> _Try it_: Below are entries; count the lines containing the string "static". The answer is that number alone.

[Stored data entries]

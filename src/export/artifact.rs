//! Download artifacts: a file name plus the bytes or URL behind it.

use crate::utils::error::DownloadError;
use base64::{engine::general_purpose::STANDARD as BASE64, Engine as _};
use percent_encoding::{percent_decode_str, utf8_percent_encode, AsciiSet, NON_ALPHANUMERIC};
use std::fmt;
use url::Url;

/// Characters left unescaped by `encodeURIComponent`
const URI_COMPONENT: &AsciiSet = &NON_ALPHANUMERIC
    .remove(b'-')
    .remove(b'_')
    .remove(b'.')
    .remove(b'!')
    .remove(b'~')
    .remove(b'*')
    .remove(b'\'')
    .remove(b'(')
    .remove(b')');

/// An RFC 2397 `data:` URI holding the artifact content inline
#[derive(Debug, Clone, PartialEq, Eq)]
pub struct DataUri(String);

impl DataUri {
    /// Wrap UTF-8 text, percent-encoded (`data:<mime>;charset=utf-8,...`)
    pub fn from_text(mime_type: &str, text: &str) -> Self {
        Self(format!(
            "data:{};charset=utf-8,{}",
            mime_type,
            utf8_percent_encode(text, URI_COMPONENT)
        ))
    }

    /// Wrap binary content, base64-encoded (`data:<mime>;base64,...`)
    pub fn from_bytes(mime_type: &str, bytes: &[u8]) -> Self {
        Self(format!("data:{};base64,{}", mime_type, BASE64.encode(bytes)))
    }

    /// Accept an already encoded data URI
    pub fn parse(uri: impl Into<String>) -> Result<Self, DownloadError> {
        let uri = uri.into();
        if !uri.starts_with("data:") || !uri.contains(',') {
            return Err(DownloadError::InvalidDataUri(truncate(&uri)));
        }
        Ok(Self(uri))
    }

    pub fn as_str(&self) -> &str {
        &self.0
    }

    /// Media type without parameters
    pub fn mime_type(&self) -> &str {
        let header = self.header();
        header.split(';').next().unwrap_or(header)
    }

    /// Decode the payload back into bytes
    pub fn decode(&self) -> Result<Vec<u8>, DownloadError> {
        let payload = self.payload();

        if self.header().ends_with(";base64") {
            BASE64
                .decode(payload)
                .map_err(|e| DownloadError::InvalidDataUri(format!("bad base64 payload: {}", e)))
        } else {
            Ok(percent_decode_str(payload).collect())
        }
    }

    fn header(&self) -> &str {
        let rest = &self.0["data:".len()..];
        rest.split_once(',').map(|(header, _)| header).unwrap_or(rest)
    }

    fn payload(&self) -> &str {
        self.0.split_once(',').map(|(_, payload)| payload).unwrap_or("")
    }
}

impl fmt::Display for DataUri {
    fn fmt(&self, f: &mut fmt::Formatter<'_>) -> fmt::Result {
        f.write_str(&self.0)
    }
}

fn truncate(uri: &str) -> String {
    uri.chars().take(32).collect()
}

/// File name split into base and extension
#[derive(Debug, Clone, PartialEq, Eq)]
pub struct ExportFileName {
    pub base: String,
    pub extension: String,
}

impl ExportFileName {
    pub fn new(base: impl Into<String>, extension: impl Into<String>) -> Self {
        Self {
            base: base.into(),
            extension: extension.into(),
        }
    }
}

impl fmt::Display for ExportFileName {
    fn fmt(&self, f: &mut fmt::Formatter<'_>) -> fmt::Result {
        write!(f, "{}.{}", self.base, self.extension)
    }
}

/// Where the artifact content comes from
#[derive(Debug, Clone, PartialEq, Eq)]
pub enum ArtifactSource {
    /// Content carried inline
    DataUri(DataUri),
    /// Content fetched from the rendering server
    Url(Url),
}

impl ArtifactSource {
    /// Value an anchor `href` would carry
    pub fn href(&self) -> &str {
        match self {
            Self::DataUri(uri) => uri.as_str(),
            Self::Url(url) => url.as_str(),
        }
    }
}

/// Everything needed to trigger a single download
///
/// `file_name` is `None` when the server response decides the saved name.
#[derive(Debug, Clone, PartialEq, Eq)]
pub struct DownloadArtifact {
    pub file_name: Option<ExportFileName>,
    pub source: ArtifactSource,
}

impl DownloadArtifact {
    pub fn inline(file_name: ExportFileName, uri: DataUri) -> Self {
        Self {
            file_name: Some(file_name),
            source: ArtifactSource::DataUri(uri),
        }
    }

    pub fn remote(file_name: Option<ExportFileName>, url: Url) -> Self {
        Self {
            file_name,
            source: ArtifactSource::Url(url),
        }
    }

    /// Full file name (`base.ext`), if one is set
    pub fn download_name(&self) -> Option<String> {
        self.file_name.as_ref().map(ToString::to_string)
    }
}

==

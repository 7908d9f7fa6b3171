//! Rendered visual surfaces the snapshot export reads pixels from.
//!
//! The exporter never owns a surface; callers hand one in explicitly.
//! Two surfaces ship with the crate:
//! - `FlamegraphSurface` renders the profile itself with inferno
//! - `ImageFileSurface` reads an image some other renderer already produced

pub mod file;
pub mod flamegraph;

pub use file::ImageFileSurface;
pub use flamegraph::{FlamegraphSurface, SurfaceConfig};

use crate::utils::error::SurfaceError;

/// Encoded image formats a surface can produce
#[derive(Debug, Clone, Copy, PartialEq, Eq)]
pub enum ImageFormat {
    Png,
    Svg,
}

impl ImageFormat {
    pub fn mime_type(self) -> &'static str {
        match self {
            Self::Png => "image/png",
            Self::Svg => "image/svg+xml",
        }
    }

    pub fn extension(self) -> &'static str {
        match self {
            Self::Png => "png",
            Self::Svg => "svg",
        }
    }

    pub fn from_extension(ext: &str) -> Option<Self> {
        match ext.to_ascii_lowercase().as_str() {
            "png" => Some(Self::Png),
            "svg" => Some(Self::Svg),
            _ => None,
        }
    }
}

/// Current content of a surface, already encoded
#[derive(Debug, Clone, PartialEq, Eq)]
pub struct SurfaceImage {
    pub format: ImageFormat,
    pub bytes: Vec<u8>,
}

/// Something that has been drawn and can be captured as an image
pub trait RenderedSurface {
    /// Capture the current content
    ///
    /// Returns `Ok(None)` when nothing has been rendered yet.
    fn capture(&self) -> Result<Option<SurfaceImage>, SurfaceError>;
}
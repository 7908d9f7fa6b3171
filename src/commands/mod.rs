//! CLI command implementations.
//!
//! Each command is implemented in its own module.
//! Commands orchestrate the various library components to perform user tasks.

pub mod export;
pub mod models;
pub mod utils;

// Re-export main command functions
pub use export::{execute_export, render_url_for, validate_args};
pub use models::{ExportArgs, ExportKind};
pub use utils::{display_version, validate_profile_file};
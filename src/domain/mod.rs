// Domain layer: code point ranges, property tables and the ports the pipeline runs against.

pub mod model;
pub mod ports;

> _Result_: 2